When Man Ceases to Worship God
The Society of G.K. Chesterton
Search
Close this search box.

When Man Ceases to Worship God

QUESTION

When Man ceases to worship God he does not worship nothing but worships everything.

What is the correct quote and where does it come from?

ANSWER: This maxim may be the single most quoted line from Chesterton’s prolific pen. It has also been the source of a protracted search by curious fans of Chesterton all over the world. It usually appears in one of these two forms:

A man who won’t believe in God will believe in anything.

or

When a man stops believing in God he doesn’t then believe in nothing, he believes anything.

The facts of the case from the perspective of The Quotemeister and associates are as follows.

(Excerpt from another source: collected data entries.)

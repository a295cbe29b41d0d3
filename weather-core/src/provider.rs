use async_trait::async_trait;
use std::fmt::Debug;

use crate::{
    error::Result,
    model::{ForecastRequest, HourlySeries},
};

pub mod openmeteo;

pub use openmeteo::OpenMeteoProvider;

/// Anything that can answer an hourly forecast request.
///
/// Implementations perform exactly one upstream call per invocation: no caching,
/// no deduplication of identical concurrent requests.
#[async_trait]
pub trait ForecastSource: Send + Sync + Debug {
    async fn hourly(&self, request: &ForecastRequest) -> Result<HourlySeries>;
}

#[cfg(test)]
pub(crate) mod testing {
    use super::*;
    use crate::error::WeatherError;
    use std::{sync::Mutex, time::Duration};

    /// Canned source keyed by latitude. Records every request it sees.
    #[derive(Debug, Default)]
    pub struct StubSource {
        responses: Vec<(f64, Option<HourlySeries>)>,
        delay: Option<Duration>,
        pub requests: Mutex<Vec<ForecastRequest>>,
    }

    impl StubSource {
        pub fn with(mut self, latitude: f64, series: HourlySeries) -> Self {
            self.responses.push((latitude, Some(series)));
            self
        }

        /// Requests at `latitude` fail with a 500.
        pub fn failing(mut self, latitude: f64) -> Self {
            self.responses.push((latitude, None));
            self
        }

        /// Every answer takes `delay` of (tokio) time.
        pub fn delayed(mut self, delay: Duration) -> Self {
            self.delay = Some(delay);
            self
        }

        pub fn request_count(&self) -> usize {
            self.requests.lock().map(|r| r.len()).unwrap_or_default()
        }
    }

    #[async_trait]
    impl ForecastSource for StubSource {
        async fn hourly(&self, request: &ForecastRequest) -> Result<HourlySeries> {
            if let Ok(mut seen) = self.requests.lock() {
                seen.push(request.clone());
            }
            if let Some(delay) = self.delay {
                tokio::time::sleep(delay).await;
            }
            match self
                .responses
                .iter()
                .find(|(lat, _)| *lat == request.latitude)
            {
                Some((_, Some(series))) => Ok(series.clone()),
                _ => Err(WeatherError::Status {
                    status: 500,
                    body: "stub failure".to_string(),
                }),
            }
        }
    }

    /// A day of hourly data where every value at hour `h` is `base + h`.
    pub fn day_series(base: f64) -> HourlySeries {
        let hours = 0..24;
        HourlySeries {
            time: hours
                .clone()
                .map(|h| format!("2024-05-01T{h:02}:00"))
                .collect(),
            temperature_2m: Some(hours.clone().map(|h| Some(base + h as f64)).collect()),
            relativehumidity_2m: Some(hours.clone().map(|h| Some(40.0 + h as f64)).collect()),
            windspeed_10m: Some(hours.map(|h| Some(5.0 + h as f64 / 2.0)).collect()),
        }
    }
}
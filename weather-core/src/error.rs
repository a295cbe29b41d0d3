use thiserror::Error;

/// Failures of a single fetch or of the reshaping that follows it.
///
/// Every variant aborts the update it occurred in; the dashboard logs it and
/// keeps showing whatever it had before.
#[derive(Debug, Error)]
pub enum WeatherError {
    #[error("Network error: {0}")]
    Network(#[from] reqwest::Error),

    #[error("Forecast request failed with status {status}: {body}")]
    Status { status: u16, body: String },

    #[error("Failed to decode forecast response: {0}")]
    Decode(#[from] serde_json::Error),

    #[error("Forecast response is missing the hourly field '{0}'")]
    MissingField(&'static str),

    #[error("Hourly series '{field}' has {len} samples, no sample at index {index}")]
    ShortSeries {
        field: &'static str,
        index: usize,
        len: usize,
    },

    #[error("Hourly series '{field}' has no value at index {index}")]
    MissingSample { field: &'static str, index: usize },

    #[error("Unparseable timestamp '{0}' in hourly series")]
    Timestamp(String),

    #[error("Unknown city '{0}'")]
    UnknownCity(String),

    #[error("Invalid city registry: {0}")]
    InvalidRegistry(String),
}

pub type Result<T, E = WeatherError> = std::result::Result<T, E>;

Aidan Mackey, of England’s Chesterton Study Centre, first brought the problem of this puzzling “sourceless” quotation to our attention in 1992. A few months later, Geir Hasnes (a bibliographer and editor of Chesterton residing in Norway) sent us a copy of an interview Umberto Eco gave to a Norwegian magazine in which the novelist stated that he had based his novel, Foucault’s Pendulum, on this very Chesterton epigram.

Subsequent sightings (or citings?) have included the use of the epigram by Bob Dylan, Paul Johnson, Michael Novak, Vittorio Messori, Rawley Meyers, and numberless other writers. However, following up on these sources has led to a blind alley in each separate case.

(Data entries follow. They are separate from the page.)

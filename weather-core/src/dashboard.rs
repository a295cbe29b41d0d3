//! Dashboard state and the transitions that drive it.
//!
//! [`Dashboard`] holds everything the screen shows. It never performs I/O itself:
//! [`Dashboard::update`] applies a [`Message`] and returns the [`Command`]s the
//! caller should run, whose results come back as further messages. See
//! [`crate::runtime`] for the side that runs them.

use chrono::{DateTime, Local};

use crate::{
    city::{City, CityRegistry},
    conditions::current_hour_index,
    error::Result,
    forecast::FORECAST_DAYS,
    model::{ForecastPoint, PanelVariant, Reading},
};

#[derive(Debug, Clone, Copy, PartialEq, Eq, Default)]
pub enum Tab {
    #[default]
    Current,
    Forecast,
}

impl Tab {
    pub const fn all() -> &'static [Tab] {
        &[Tab::Current, Tab::Forecast]
    }

    pub fn title(&self) -> &'static str {
        match self {
            Tab::Current => "Current Weather",
            Tab::Forecast => "Forecast",
        }
    }

    pub fn next(self) -> Self {
        match self {
            Tab::Current => Tab::Forecast,
            Tab::Forecast => Tab::Current,
        }
    }
}

#[derive(Debug, Clone, PartialEq)]
pub struct CityState {
    pub city: City,
    /// `None` until the first successful batch.
    pub reading: Option<Reading>,
}

/// Input to the dashboard: timer ticks, user actions and fetch results.
#[derive(Debug)]
pub enum Message {
    /// Clock tick. Only moves the displayed time.
    Tick(DateTime<Local>),
    /// Manual refresh. Ignored while a batch is in flight.
    Refresh(DateTime<Local>),
    /// Periodic refresh from the timer. Always starts a new batch.
    TimerRefresh(DateTime<Local>),
    ReadingsFetched(Result<Vec<Reading>>),
    SelectCity(String),
    ForecastFetched {
        generation: u64,
        city: String,
        result: Result<Vec<ForecastPoint>>,
    },
    SwitchTab(Tab),
}

/// Work the dashboard asks its owner to perform.
#[derive(Debug, Clone, PartialEq)]
pub enum Command {
    FetchCurrent {
        cities: Vec<City>,
        variant: PanelVariant,
        hour_index: usize,
    },
    FetchForecast {
        city: City,
        generation: u64,
    },
}

/// Forecast tab state for the selected city.
#[derive(Debug, Clone, PartialEq)]
pub struct ForecastChart {
    city: City,
    generation: u64,
    loading: bool,
    points: Vec<ForecastPoint>,
}

impl ForecastChart {
    fn new(city: City) -> Self {
        Self {
            city,
            generation: 0,
            loading: true,
            points: Vec::new(),
        }
    }

    pub fn city(&self) -> &City {
        &self.city
    }

    pub fn title(&self) -> String {
        format!("{} - {} Day Forecast", self.city.name, FORECAST_DAYS)
    }

    pub fn is_loading(&self) -> bool {
        self.loading
    }

    pub fn points(&self) -> &[ForecastPoint] {
        &self.points
    }

    pub fn generation(&self) -> u64 {
        self.generation
    }

    fn request(&mut self, city: City) -> Command {
        self.generation += 1;
        if city != self.city {
            // never show one city's series under another city's title
            self.points.clear();
            self.city = city.clone();
        }
        self.loading = true;
        Command::FetchForecast {
            city,
            generation: self.generation,
        }
    }
}

#[derive(Debug, Clone)]
pub struct Dashboard {
    registry: CityRegistry,
    cities: Vec<CityState>,
    variant: PanelVariant,
    loading: bool,
    now: DateTime<Local>,
    selected: String,
    tab: Tab,
    chart: ForecastChart,
}

impl Dashboard {
    /// Build an unmounted dashboard. `selected` defaults to the first registered city.
    pub fn new(
        registry: CityRegistry,
        variant: PanelVariant,
        selected: Option<&str>,
        now: DateTime<Local>,
    ) -> Result<Self> {
        let selected_city = match selected {
            Some(name) => registry.resolve(name)?.clone(),
            None => registry.first().clone(),
        };

        let cities = registry
            .cities()
            .iter()
            .cloned()
            .map(|city| CityState {
                city,
                reading: None,
            })
            .collect();

        Ok(Self {
            selected: selected_city.name.clone(),
            chart: ForecastChart::new(selected_city),
            registry,
            cities,
            variant,
            loading: true,
            now,
            tab: Tab::default(),
        })
    }

    /// Initial fetches: the current-conditions batch and the selected city's forecast.
    pub fn mount(&mut self) -> Vec<Command> {
        self.loading = true;
        let selected = self.chart.city.clone();
        vec![self.batch_command(self.now), self.chart.request(selected)]
    }

    pub fn update(&mut self, message: Message) -> Vec<Command> {
        match message {
            Message::Tick(now) => {
                self.now = now;
                Vec::new()
            }
            Message::Refresh(at) => {
                if self.loading {
                    tracing::debug!("refresh ignored, a batch is already in flight");
                    return Vec::new();
                }
                self.loading = true;
                vec![self.batch_command(at)]
            }
            Message::TimerRefresh(at) => {
                self.loading = true;
                vec![self.batch_command(at)]
            }
            Message::ReadingsFetched(result) => {
                self.apply_readings(result);
                Vec::new()
            }
            Message::SelectCity(name) => self.select_city(&name).into_iter().collect(),
            Message::ForecastFetched {
                generation,
                city,
                result,
            } => {
                self.apply_forecast(generation, &city, result);
                Vec::new()
            }
            Message::SwitchTab(tab) => {
                self.tab = tab;
                Vec::new()
            }
        }
    }

    fn batch_command(&self, at: DateTime<Local>) -> Command {
        Command::FetchCurrent {
            cities: self.registry.cities().to_vec(),
            variant: self.variant,
            hour_index: current_hour_index(&at),
        }
    }

    fn apply_readings(&mut self, result: Result<Vec<Reading>>) {
        self.loading = false;

        let readings = match result {
            Ok(readings) => readings,
            Err(err) => {
                tracing::error!(error = %err, "Error fetching weather data");
                return;
            }
        };

        if readings.len() != self.cities.len() {
            tracing::error!(
                expected = self.cities.len(),
                got = readings.len(),
                "batch size does not match the registry, update skipped"
            );
            return;
        }

        for (state, reading) in self.cities.iter_mut().zip(readings) {
            state.reading = Some(reading);
        }
        tracing::info!(cities = self.cities.len(), "current conditions updated");
    }

    fn select_city(&mut self, name: &str) -> Option<Command> {
        let city = match self.registry.resolve(name) {
            Ok(city) => city.clone(),
            Err(err) => {
                tracing::warn!(error = %err, "city selection rejected");
                return None;
            }
        };

        if self.selected == city.name {
            return None;
        }

        self.selected = city.name.clone();
        Some(self.chart.request(city))
    }

    fn apply_forecast(&mut self, generation: u64, city: &str, result: Result<Vec<ForecastPoint>>) {
        if generation != self.chart.generation {
            tracing::debug!(city, generation, "discarding forecast for a superseded selection");
            return;
        }

        self.chart.loading = false;
        match result {
            Ok(points) => self.chart.points = points,
            Err(err) => tracing::error!(city, error = %err, "Error fetching forecast data"),
        }
    }

    /// Name of the city `offset` places away from the selection, wrapping around.
    pub fn adjacent_city(&self, offset: isize) -> &str {
        let len = self.registry.len() as isize;
        let current = self.registry.position(&self.selected).unwrap_or(0) as isize;
        let index = (current + offset).rem_euclid(len) as usize;
        &self.registry.cities()[index].name
    }

    pub fn registry(&self) -> &CityRegistry {
        &self.registry
    }

    pub fn cities(&self) -> &[CityState] {
        &self.cities
    }

    pub fn variant(&self) -> PanelVariant {
        self.variant
    }

    pub fn is_loading(&self) -> bool {
        self.loading
    }

    pub fn now(&self) -> DateTime<Local> {
        self.now
    }

    pub fn selected_city(&self) -> &str {
        &self.selected
    }

    pub fn tab(&self) -> Tab {
        self.tab
    }

    pub fn chart(&self) -> &ForecastChart {
        &self.chart
    }
}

The Quotemeister found the fugitive epigram attributed to Chesterton in a dictionary of quotations called The Wit and Wisdom of the 20th Century. Dale Ahlquist, the President of the American Chesterton Society, found it quoted in Walker Percy’s Lost in the Cosmos (1983). An English Chestertonian, Barry Warmisham found the quote in Christopher Hollis’s The Mind of Chesterton (1970). Finally, Dr. Pasquale Accardo of New York tracked the quote back to its earliest known appearance thus far, in the 1937 study of Chesterton by Emile Cammaerts, The Laughing Prophet, in this form:

The first effect of not believing in God is to believe in anything.

Attempts to track the epigram in Chesterton’s own writings can only be described as incomplete at best. For example, an Illinoisian, John Peterson, claimed that the quote was actually an amalgamation of three passages:

There may have been a time when people found it easy to believe in anything. But we are finding it vastly easier to disbelieve anything. [Illustrated London News, March 21, 1914]

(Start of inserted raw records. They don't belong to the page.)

//! Core library for the city weather dashboard.
//!
//! This crate defines:
//! - The city registry and the weather data model
//! - The Open-Meteo forecast source behind the `ForecastSource` trait
//! - Current-conditions batches and forecast reshaping
//! - Dashboard state, its timers and command execution
//! - Configuration on disk
//!
//! It is used by `weather-cli`, which renders the dashboard in a terminal.

pub mod city;
pub mod conditions;
pub mod config;
pub mod dashboard;
pub mod error;
pub mod forecast;
pub mod model;
pub mod provider;
pub mod runtime;

pub use city::{City, CityRegistry};
pub use conditions::{WeatherIcon, current_hour_index, fetch_current_readings};
pub use config::Config;
pub use dashboard::{CityState, Command, Dashboard, ForecastChart, Message, Tab};
pub use error::WeatherError;
pub use forecast::{ChartBounds, fetch_forecast};
pub use model::{ForecastPoint, ForecastRequest, HourlyField, HourlySeries, PanelVariant, Reading};
pub use provider::{ForecastSource, OpenMeteoProvider};
pub use runtime::{Executor, Timers};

The nineteenth century decided to have no religious authority. The twentieth century seems disposed to have any religious authority. [Illustrated London News, April 26, 1924]

A man who refuses to have his own philosophy will only have the used-up scraps of somebody else’s philosophy. [“The Revival of Philosophy,” The Common Man (1930)]

More plausibly, Robin Rader of Zambia argued that the epigram can be found divided between two adjacent Father Brown stories:

It’s the first effect of not believing in God that you lose your common sense. [“The Oracle of the Dog” (1923)]

You hard-shelled materialists were all balanced on the very edge of belief — of belief in almost anything. [“The Miracle of Moon Crescent” (1924)]

In the light of the implausibility of everyone’s utter failure thus far to find the source elsewhere in Chesterton’s writings, Robin Rader’s theory deserves careful consideration. Please notice the coincidence of wording between Cammaerts’ version and the wording cited by Ms. Rader from “The Oracle of the Dog.” Both contain the words, “…the first effect of not believing in God…”

Indeed, Cammaerts was discussing this very story, “The Oracle of the Dog,” when he wrote down our sourceless quotation in the passage cited by Dr. Accardo. Here is the context of this discussion in The Laughing Prophet. Cammaerts is quoting Father Brown:

“It’s drowning all your old rationalism and scepticism, it’s coming in like a sea; and the name of it is superstition.” The first effect of not believing in God is to believe in anything: “And a dog is an omen and a cat is a mystery.” [p. 211]

Note that our epigram is not presented as a quotation, but rather as a paraphrase. It is set between two quotations. The switch is very easy to miss in the original printed text.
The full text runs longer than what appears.